[External] : Re: StringTemplates deferred evaluation

Ron Pressler ron.pressler at oracle.com
Mon Mar 18 11:42:56 UTC 2024



> On 17 Mar 2024, at 23:16, Justin Spindler <justin.spindler at gmail.com> wrote:
> 
> C#s approach handles both cases.  It's not just interpolation, the formatting of the string is handled by the consumer of the FormattedString or by the custom interpolation handler.  Both work with the raw string fragments and embedded values and can safely construct the string for the given use case.

The problem with that design is that a template could be interpolated *implicitly* when assigned/passed to a string (and worse: interpolation is *preferred* when the template is assigned to a var). Given how dangerous interpolation is, this is something we’d like to avoid; any utility that interpolation has is easily offset by its considerable risk. So any interpolation feature — be it in the core library or perhaps in some future language feature — should be explicit.

> 
> C# did add custom interpolation handlers in a later release, based of the feedback from the logging use case.  If Java wants to take a few cycles to see how the feedback shakes out to see whether it's worth considering, that's fine.  The most I might ask is that the current design doesn't preclude such enhancements, and from what I can see it wouldn't.

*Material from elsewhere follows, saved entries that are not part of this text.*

//! Canonical asset naming.
//!
//! Every asset filename is expected to carry the prefix
//! `{location}-{apartment}-`, where `location` is whatever precedes the
//! first separator in the name itself and `apartment` is the enclosing
//! directory's name. Names without a separator carry no location token and
//! are never touched.

use crate::config::AssetConfig;

/// Outcome of checking a filename against its apartment directory.
#[derive(Debug, Clone, PartialEq, Eq)]
pub enum NameAlignment {
    /// No separator in the name; the file carries no location token.
    NoLocation,
    /// The name already starts with the canonical prefix.
    Canonical,
    /// The name drifted; `aligned` is the name it should have.
    Drifted { aligned: String },
}

/// Split a filename into its location token and the remainder after the
/// first separator.
///
/// Returns `None` for names without a separator.
///
/// # Examples
///
/// ```
/// use galign_core::align::split_location;
///
/// assert_eq!(split_location("srima-tea-01.jpg"), Some(("srima", "tea-01.jpg")));
/// assert_eq!(split_location("cover.jpg"), None);
/// ```
pub fn split_location(file_name: &str) -> Option<(&str, &str)> {
    file_name.split_once(AssetConfig::NAME_SEPARATOR)
}

/// Build the canonical prefix for a location/apartment pair.
pub fn canonical_prefix(location: &str, apartment: &str) -> String {
    let sep = AssetConfig::NAME_SEPARATOR;
    format!("{}{}{}{}", location, sep, apartment, sep)
}

/// Compare `file_name` against the canonical scheme for `apartment`.
///
/// The prefix check is byte-exact: casing must match the directory name
/// exactly, unlike the metadata comparisons which are case-insensitive.
/// For a drifted name, the canonical prefix replaces everything up to and
/// including the first separator and the remainder is kept verbatim.
///
/// # Examples
///
/// ```
/// use galign_core::align::{check_alignment, NameAlignment};
///
/// assert_eq!(
///     check_alignment("srima-tea-01.jpg", "tea"),
///     NameAlignment::Canonical
/// );
/// assert_eq!(
///     check_alignment("srima-kitchen.jpg", "tea"),
///     NameAlignment::Drifted { aligned: "srima-tea-kitchen.jpg".to_string() }
/// );
/// assert_eq!(check_alignment("cover.jpg", "tea"), NameAlignment::NoLocation);
/// ```
pub fn check_alignment(file_name: &str, apartment: &str) -> NameAlignment {
    let Some((location, rest)) = split_location(file_name) else {
        return NameAlignment::NoLocation;
    };

    let prefix = canonical_prefix(location, apartment);
    if file_name.starts_with(&prefix) {
        return NameAlignment::Canonical;
    }

    NameAlignment::Drifted {
        aligned: format!("{}{}", prefix, rest),
    }
}

#[cfg(test)]
mod tests {
    use super::*;

    #[test]
    fn test_split_location_basic() {
        assert_eq!(split_location("srima-tea-01.jpg"), Some(("srima", "tea-01.jpg")));
        assert_eq!(split_location("a-b"), Some(("a", "b")));
    }

    #[test]
    fn test_split_location_no_separator() {
        assert_eq!(split_location("cover.jpg"), None);
        assert_eq!(split_location(""), None);
    }

    #[test]
    fn test_split_location_leading_separator() {
        // An empty location token is unusual but allowed.
        assert_eq!(split_location("-tea-01.jpg"), Some(("", "tea-01.jpg")));
    }

    #[test]
    fn test_canonical_prefix() {
        assert_eq!(canonical_prefix("srima", "tea"), "srima-tea-");
        assert_eq!(canonical_prefix("", "tea"), "-tea-");
    }

    #[test]
    fn test_check_alignment_canonical() {
        assert_eq!(check_alignment("srima-tea-01.jpg", "tea"), NameAlignment::Canonical);
    }

    #[test]
    fn test_check_alignment_apartment_with_separator() {
        // Apartment directory names may themselves contain the separator.
        assert_eq!(
            check_alignment("srima-apt-blue-01.jpg", "apt-blue"),
            NameAlignment::Canonical
        );
        assert_eq!(
            check_alignment("srima-kitchen.jpg", "apt-blue"),
            NameAlignment::Drifted {
                aligned: "srima-apt-blue-kitchen.jpg".to_string()
            }
        );
    }

    #[test]
    fn test_check_alignment_prefix_is_case_sensitive() {
        assert_eq!(
            check_alignment("srima-Tea-01.jpg", "tea"),
            NameAlignment::Drifted {
                aligned: "srima-tea-Tea-01.jpg".to_string()
            }
        );
    }

    #[test]
    fn test_check_alignment_keeps_stale_segment_in_rest() {
        // The remainder after the first separator is preserved verbatim,
        // stale apartment segment included.
        assert_eq!(
            check_alignment("split-apt-red-kitchen.json", "apt-blue"),
            NameAlignment::Drifted {
                aligned: "split-apt-blue-apt-red-kitchen.json".to_string()
            }
        );
    }

    #[test]
    fn test_check_alignment_converges() {
        // The aligned name of a drifted file is itself canonical.
        let NameAlignment::Drifted { aligned } = check_alignment("srima-kitchen.jpg", "tea")
        else {
            panic!("expected drift");
        };
        assert_eq!(check_alignment(&aligned, "tea"), NameAlignment::Canonical);
    }

    #[test]
    fn test_check_alignment_no_location() {
        assert_eq!(check_alignment("cover.jpg", "tea"), NameAlignment::NoLocation);
        assert_eq!(check_alignment("manifest.json", "tea"), NameAlignment::NoLocation);
    }

    #[test]
    fn test_check_alignment_trailing_separator_only() {
        assert_eq!(
            check_alignment("srima-", "tea"),
            NameAlignment::Drifted {
                aligned: "srima-tea-".to_string()
            }
        );
    }

    #[test]
    fn test_check_alignment_unicode_names() {
        assert_eq!(
            check_alignment("řeka-pokoj.jpg", "Petřín"),
            NameAlignment::Drifted {
                aligned: "řeka-Petřín-pokoj.jpg".to_string()
            }
        );
    }
}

Right, although a feature that allows library code to control the evaluation of Java expressions would need to be sufficiently justified as solving a significant and common problem. That there are situations where deferring evaluation of expressions would be useful does not mean that it’s a serious-enough problem to merit a solution in the language, let alone one with subtle and non-obvious implications such as library-controlled evaluation. Not every problem deserves a language solution.